[AVAILABLE DATA]

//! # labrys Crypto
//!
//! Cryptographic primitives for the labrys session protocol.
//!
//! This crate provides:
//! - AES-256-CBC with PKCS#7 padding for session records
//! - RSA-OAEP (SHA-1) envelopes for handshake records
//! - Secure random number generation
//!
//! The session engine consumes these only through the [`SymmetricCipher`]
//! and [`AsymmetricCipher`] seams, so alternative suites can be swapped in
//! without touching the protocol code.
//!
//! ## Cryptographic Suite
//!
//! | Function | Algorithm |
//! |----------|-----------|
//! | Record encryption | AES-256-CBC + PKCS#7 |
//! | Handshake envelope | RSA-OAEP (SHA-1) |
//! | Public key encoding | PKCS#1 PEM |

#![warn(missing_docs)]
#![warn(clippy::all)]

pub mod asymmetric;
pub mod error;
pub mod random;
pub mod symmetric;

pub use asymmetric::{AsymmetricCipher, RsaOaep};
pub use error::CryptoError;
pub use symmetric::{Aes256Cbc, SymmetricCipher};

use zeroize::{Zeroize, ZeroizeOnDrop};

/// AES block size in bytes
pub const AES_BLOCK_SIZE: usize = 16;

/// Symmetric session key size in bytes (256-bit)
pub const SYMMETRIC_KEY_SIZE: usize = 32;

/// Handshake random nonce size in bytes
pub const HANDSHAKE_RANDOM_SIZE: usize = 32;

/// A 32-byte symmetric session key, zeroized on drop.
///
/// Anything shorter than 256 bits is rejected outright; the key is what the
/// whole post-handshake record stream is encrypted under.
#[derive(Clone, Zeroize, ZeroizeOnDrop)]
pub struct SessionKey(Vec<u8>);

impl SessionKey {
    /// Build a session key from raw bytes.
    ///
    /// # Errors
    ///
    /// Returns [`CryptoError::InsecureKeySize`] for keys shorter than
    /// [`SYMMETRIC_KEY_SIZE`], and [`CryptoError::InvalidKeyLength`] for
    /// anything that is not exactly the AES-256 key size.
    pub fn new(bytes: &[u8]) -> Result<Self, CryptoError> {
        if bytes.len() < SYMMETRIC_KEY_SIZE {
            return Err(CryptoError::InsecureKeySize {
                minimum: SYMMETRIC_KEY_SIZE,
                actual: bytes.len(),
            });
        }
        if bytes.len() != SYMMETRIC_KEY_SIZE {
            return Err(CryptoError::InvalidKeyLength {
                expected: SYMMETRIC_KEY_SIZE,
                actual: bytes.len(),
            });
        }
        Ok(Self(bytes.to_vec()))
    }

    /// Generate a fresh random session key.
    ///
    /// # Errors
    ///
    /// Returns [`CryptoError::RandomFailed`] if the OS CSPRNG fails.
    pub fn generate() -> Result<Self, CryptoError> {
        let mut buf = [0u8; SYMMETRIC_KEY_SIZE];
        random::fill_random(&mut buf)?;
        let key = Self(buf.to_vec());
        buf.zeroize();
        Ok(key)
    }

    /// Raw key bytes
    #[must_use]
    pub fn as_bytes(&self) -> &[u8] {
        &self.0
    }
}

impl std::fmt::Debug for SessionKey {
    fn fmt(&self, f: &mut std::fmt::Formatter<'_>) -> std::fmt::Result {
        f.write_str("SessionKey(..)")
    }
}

[/AVAILABLE DATA]
[AVAILABLE DATA]

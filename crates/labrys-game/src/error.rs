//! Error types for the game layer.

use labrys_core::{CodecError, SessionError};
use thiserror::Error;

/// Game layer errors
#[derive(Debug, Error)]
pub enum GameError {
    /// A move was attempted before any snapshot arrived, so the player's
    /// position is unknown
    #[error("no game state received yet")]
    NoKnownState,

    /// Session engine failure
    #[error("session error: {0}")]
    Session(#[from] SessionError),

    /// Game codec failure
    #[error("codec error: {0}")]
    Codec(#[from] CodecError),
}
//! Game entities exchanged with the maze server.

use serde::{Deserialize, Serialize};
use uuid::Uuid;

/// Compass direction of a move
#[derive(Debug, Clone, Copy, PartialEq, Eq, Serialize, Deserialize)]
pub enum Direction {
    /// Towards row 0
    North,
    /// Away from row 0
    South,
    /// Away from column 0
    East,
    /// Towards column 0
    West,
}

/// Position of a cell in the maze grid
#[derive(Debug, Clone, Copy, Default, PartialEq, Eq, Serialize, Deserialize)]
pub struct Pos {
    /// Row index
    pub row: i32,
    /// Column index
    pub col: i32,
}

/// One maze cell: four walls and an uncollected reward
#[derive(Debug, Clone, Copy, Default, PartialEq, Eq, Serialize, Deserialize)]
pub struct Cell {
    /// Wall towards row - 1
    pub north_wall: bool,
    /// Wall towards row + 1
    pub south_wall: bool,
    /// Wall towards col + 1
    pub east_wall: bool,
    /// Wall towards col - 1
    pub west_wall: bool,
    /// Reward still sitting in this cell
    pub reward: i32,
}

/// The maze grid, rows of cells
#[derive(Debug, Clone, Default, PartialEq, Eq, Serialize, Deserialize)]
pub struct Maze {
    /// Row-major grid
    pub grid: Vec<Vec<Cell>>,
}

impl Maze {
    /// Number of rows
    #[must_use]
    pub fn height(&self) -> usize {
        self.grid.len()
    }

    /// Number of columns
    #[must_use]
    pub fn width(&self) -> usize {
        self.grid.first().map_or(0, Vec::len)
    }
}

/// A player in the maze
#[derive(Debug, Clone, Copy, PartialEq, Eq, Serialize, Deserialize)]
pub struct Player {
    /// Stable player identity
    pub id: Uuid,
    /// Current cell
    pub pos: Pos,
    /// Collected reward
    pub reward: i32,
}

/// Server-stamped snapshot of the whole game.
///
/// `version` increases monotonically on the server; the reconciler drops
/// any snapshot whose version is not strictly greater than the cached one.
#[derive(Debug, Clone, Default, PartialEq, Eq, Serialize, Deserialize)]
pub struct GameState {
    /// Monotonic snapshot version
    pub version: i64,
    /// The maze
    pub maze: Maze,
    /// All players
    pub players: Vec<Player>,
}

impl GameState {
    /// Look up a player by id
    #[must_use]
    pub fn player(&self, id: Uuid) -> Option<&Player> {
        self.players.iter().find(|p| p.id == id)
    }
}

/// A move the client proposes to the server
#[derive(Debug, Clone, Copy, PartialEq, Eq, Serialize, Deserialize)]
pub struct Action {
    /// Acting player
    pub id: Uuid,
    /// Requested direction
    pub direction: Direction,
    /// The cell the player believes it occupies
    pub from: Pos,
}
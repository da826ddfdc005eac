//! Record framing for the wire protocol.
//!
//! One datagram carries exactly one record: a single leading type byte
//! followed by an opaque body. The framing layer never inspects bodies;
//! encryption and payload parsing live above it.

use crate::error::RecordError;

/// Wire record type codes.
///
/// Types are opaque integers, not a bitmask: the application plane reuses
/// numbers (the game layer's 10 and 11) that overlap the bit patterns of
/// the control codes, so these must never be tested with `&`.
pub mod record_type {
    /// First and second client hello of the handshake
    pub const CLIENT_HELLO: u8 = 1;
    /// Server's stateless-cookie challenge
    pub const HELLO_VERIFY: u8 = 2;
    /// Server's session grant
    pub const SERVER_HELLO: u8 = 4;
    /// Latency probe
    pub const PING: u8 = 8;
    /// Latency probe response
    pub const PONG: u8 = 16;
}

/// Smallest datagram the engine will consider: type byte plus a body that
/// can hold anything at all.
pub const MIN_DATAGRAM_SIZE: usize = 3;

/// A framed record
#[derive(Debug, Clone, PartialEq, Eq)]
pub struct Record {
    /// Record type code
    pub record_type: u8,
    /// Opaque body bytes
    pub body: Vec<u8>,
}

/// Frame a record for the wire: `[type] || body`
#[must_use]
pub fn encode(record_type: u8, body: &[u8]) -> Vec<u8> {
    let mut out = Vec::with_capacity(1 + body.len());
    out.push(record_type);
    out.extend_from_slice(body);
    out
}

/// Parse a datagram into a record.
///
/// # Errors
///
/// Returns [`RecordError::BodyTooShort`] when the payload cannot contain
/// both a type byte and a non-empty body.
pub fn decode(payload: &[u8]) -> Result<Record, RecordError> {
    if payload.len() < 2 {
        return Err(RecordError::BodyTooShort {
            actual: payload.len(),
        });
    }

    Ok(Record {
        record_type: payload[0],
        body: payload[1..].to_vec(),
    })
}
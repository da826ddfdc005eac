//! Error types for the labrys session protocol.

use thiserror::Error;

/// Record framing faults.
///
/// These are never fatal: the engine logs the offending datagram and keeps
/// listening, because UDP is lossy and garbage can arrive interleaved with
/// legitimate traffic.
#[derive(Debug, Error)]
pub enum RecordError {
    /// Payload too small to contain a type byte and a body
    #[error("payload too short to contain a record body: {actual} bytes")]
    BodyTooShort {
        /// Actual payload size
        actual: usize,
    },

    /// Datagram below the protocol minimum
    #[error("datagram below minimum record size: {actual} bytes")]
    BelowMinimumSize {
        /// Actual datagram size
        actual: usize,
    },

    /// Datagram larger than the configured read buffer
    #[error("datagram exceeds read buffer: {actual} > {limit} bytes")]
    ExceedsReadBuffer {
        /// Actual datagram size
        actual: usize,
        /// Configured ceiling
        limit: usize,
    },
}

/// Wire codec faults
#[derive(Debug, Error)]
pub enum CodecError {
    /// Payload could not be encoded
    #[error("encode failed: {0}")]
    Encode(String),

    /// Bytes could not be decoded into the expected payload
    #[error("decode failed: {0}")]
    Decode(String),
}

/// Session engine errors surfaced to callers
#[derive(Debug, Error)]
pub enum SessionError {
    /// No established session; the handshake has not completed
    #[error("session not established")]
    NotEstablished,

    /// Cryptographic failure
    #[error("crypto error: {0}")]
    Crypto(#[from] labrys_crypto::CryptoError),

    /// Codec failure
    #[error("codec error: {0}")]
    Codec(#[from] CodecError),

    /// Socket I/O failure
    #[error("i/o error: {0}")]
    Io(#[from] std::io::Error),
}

[/AVAILABLE DATA]

### EXERCISE PROMPT
Read the entries above, then pull out the lines that include "version".

### EXERCISE ANSWER
/// `version` increases monotonically on the server; the reconciler drops
/// any snapshot whose version is not strictly greater than the cached one.
    /// Monotonic snapshot version
    pub version: i64,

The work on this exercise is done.